U2, U4, and U6 snRNA Genes

Jeffrey Thomas, Erin Zucker-Aprison and Tom Blumenthal

The C.  elegans genome contains about 12 U2 snRNA genes, and we have 
cloned and at least partially sequenced ten of them.  Seven of the 
genes are identical in sequence or differ by only a single base pair, 
and these genes occur in three clusters of two or three U2 genes per 
lambda clone.  Three remaining U2 genes we sequenced are not closely 
linked to other U2 genes, and they differ from the majority class by 
one, five and six base pairs.  The gene sequence is 66% identical to 
the human U2 sequence and can be folded into a very similar secondary 
structure.  All sequence alterations are consistent with this 
structure, and all but one of the changes in stem regions are 
conservative with respect to base-pairing.  We have also determined 
the sequence of the 5' flanking DNA of all ten genes.  We find a 
remarkable degree of conservation from position    -64 to the start 
site of transcription.  There is a consensus base for nearly every 
position within this region and most genes differ from the consensus 
sequence by fewer than ten bases.  Further upstream there is little 
resemblance between the ten sequences.  Thus we believe the region 
between -64 and the cap site is likely to contain the cis-acting 
sequences involved in activation of the U2 genes.  Within this region 
are sequences that are similar to sequence elements shown to function 
in vertebrate U2, U1 and U4 gene transcription.
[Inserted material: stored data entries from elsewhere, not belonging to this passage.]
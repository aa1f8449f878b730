use polars::prelude::*;

pub fn trim_cols(column: &Column) -> Expr {
    col(column.name().as_str()).str().strip_chars(lit(" "))
}

/// Trims column names, trims every string cell and drops exact-duplicate rows.
pub fn clean_table(mut df: DataFrame) -> PolarsResult<DataFrame> {
    let trimmed: Vec<String> = df
        .get_column_names_str()
        .iter()
        .map(|name| name.trim().to_string())
        .collect();
    df.set_column_names(trimmed)?;

    let trims: Vec<Expr> = df
        .get_columns()
        .iter()
        .filter(|c| c.dtype() == &DataType::String)
        .map(trim_cols)
        .collect();

    df.lazy()
        .with_columns(trims)
        .unique_stable(None, UniqueKeepStrategy::First)
        .collect()
}
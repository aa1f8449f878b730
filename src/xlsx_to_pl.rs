use calamine::{open_workbook, Data, Reader, Xlsx};
use polars::prelude::*;
use std::fs::File;
use std::io::BufReader;
use std::path::Path;

fn cell_to_any(cell: &Data) -> AnyValue<'static> {
    match cell {
        Data::Empty => AnyValue::Null,
        Data::Int(i) => AnyValue::Int64(*i),
        Data::Float(f) => AnyValue::Float64(*f),
        Data::Bool(b) => AnyValue::Boolean(*b),
        other => AnyValue::StringOwned(other.to_string().into()),
    }
}

fn sheet_to_dataframe(
    workbook: &mut Xlsx<BufReader<File>>,
    sheet: Option<String>,
) -> Result<DataFrame, color_eyre::eyre::Error> {
    let sheet_name = sheet.unwrap_or_else(|| workbook.sheet_names()[0].clone());
    let range = workbook.worksheet_range(&sheet_name)?;

    // First row is the header, everything below is data.
    let mut header_row: Vec<String> = Vec::new();
    let mut data_rows: Vec<Vec<AnyValue>> = Vec::new();
    for (row_idx, row) in range.rows().enumerate() {
        if row_idx == 0 {
            header_row = row.iter().map(|cell| cell.to_string()).collect();
        } else {
            data_rows.push(row.iter().map(cell_to_any).collect());
        }
    }

    let mut columns: Vec<Column> = Vec::new();
    for (col_idx, col_name) in header_row.iter().enumerate() {
        let column_data: Vec<AnyValue> = data_rows
            .iter()
            .map(|row| row.get(col_idx).cloned().unwrap_or(AnyValue::Null))
            .collect();
        let series = Series::from_any_values(col_name.as_str().into(), column_data.as_ref(), false)?;
        columns.push(series.into_column());
    }

    Ok(DataFrame::new(columns)?)
}

/// Reads one worksheet of an `.xlsx` workbook into a polars `DataFrame`.
/// Defaults to the first sheet.
pub struct ExcelReader {
    workbook: Xlsx<BufReader<File>>,
    sheet: Option<String>,
}

impl ExcelReader {
    pub fn new<P: AsRef<Path>>(file_path: P) -> Result<Self, color_eyre::eyre::Error> {
        let workbook: Xlsx<BufReader<File>> = open_workbook(file_path)?;
        Ok(ExcelReader {
            workbook,
            sheet: None,
        })
    }
    pub fn with_sheet<T: Into<String>>(mut self, sheet: Option<T>) -> Self {
        self.sheet = sheet.map(|t| t.into());
        self
    }
    pub fn sheet_names(&self) -> Vec<String> {
        self.workbook.sheet_names()
    }
    pub fn finish(&mut self) -> Result<DataFrame, color_eyre::eyre::Error> {
        sheet_to_dataframe(&mut self.workbook, self.sheet.clone())
    }
}
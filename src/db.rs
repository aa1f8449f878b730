use color_eyre::Result;
use sqlx::sqlite::{SqliteConnectOptions, SqlitePool, SqlitePoolOptions};
use sqlx::{Row, Sqlite, Transaction};
use std::collections::HashSet;
use std::path::Path;
use tokio::runtime::Runtime;

/// A value bound into a dynamically built insert statement.
#[derive(Debug, Clone, PartialEq)]
pub enum SqlValue {
    Null,
    Int(i64),
    Real(f64),
    Text(String),
}

impl From<Option<i64>> for SqlValue {
    fn from(value: Option<i64>) -> Self {
        value.map_or(SqlValue::Null, SqlValue::Int)
    }
}
impl From<Option<f64>> for SqlValue {
    fn from(value: Option<f64>) -> Self {
        value.map_or(SqlValue::Null, SqlValue::Real)
    }
}
impl From<Option<String>> for SqlValue {
    fn from(value: Option<String>) -> Self {
        value.map_or(SqlValue::Null, SqlValue::Text)
    }
}

pub fn placeholders(n: usize) -> String {
    vec!["?"; n].join(", ")
}

/// Serial access to the target database: a sqlx SQLite pool driven by a
/// blocking tokio runtime. The pipeline is the only writer, so the pool is
/// capped at one connection.
pub struct SqlStore {
    rt: Runtime,
    pool: SqlitePool,
}

impl SqlStore {
    /// Connects to an existing database file. The schema is pre-created, a
    /// missing file is a fatal connection error.
    pub fn connect<P: AsRef<Path>>(path: P) -> Result<Self> {
        Self::with_options(SqliteConnectOptions::new().filename(path))
    }

    pub fn open_in_memory() -> Result<Self> {
        Self::with_options(
            SqliteConnectOptions::new()
                .filename(":memory:")
                .create_if_missing(true),
        )
    }

    fn with_options(options: SqliteConnectOptions) -> Result<Self> {
        let rt = Runtime::new()?;
        let pool = rt.block_on(
            SqlitePoolOptions::new()
                .max_connections(1)
                .idle_timeout(None)
                .max_lifetime(None)
                .connect_with(options),
        )?;
        Ok(SqlStore { rt, pool })
    }

    /// Live column names of `table`, lowercased. Empty set if the table does
    /// not exist.
    pub fn table_columns(&self, table: &str) -> Result<HashSet<String>> {
        let rows = self.rt.block_on(
            sqlx::query("SELECT name FROM pragma_table_info(?1)")
                .bind(table)
                .fetch_all(&self.pool),
        )?;
        let mut columns = HashSet::with_capacity(rows.len());
        for row in rows {
            columns.insert(row.try_get::<String, _>(0)?.to_lowercase());
        }
        Ok(columns)
    }

    pub fn begin(&self) -> Result<Transaction<'static, Sqlite>> {
        Ok(self.rt.block_on(self.pool.begin())?)
    }

    pub fn commit(&self, tx: Transaction<'static, Sqlite>) -> Result<()> {
        Ok(self.rt.block_on(tx.commit())?)
    }

    /// Executes one statement inside an open transaction; returns the number
    /// of affected rows (0 for a conflict-ignored insert).
    pub fn execute_in(
        &self,
        tx: &mut Transaction<'static, Sqlite>,
        sql: &str,
        values: Vec<SqlValue>,
    ) -> Result<u64> {
        let mut query = sqlx::query(sql);
        for value in values {
            query = match value {
                SqlValue::Null => query.bind(None::<String>),
                SqlValue::Int(i) => query.bind(i),
                SqlValue::Real(f) => query.bind(f),
                SqlValue::Text(s) => query.bind(s),
            };
        }
        Ok(self.rt.block_on(query.execute(&mut *tx))?.rows_affected())
    }

    pub fn execute_sql(&self, sql: &str) -> Result<u64> {
        Ok(self
            .rt
            .block_on(sqlx::query(sql).execute(&self.pool))?
            .rows_affected())
    }

    /// `(id, key)` pairs of a master table, for the lookup maps.
    pub fn fetch_id_pairs(
        &self,
        table: &str,
        id_col: &str,
        key_col: &str,
    ) -> Result<Vec<(i64, Option<String>)>> {
        let sql = format!("SELECT {id_col}, {key_col} FROM {table}");
        let rows = self.rt.block_on(sqlx::query(&sql).fetch_all(&self.pool))?;
        let mut pairs = Vec::with_capacity(rows.len());
        for row in rows {
            pairs.push((row.try_get::<i64, _>(0)?, row.try_get::<Option<String>, _>(1)?));
        }
        Ok(pairs)
    }

    pub fn fetch_scalar(&self, sql: &str) -> Result<i64> {
        let row = self.rt.block_on(sqlx::query(sql).fetch_one(&self.pool))?;
        Ok(row.try_get::<i64, _>(0)?)
    }
}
We have also begun analysis of U4 and U6 snRNAs and the genes that 
encode them.  We have obtained one lambda clone that contains two U4 
genes, another that contains a single U4 gene, and a third that 
contains two U6 genes.  The gene sequences of the two U4 genes are 
identical to each other and have 75% similarity to human U4.  The U6 
genes are also identical in sequence and are 88% similar to their 
human homolog.  There is good evidence from other organisms that the 
U4 and U6 snRNAs interact by base-pairing and C.  elegans has 
conserved complementarity between the regions implicated in this 
interaction.  In contrast to the U4 coding regions, and in contrast to 
the U2 5' flanking regions, the U4 5' flanking regions are highly 
diverged from each other.  The only easily recognizable similarity 
between all three upstream regions is a sequence from -65 to -41 which 
also resembles the sequence found at this position in the worm U2 gene 
promoter.  The three U4 genes share no similarity downstream of their 
3' ends.
The U6 5' flanking regions are nearly identical to each other to the 
extent we sequenced (-160), presumably reflecting a recent duplication.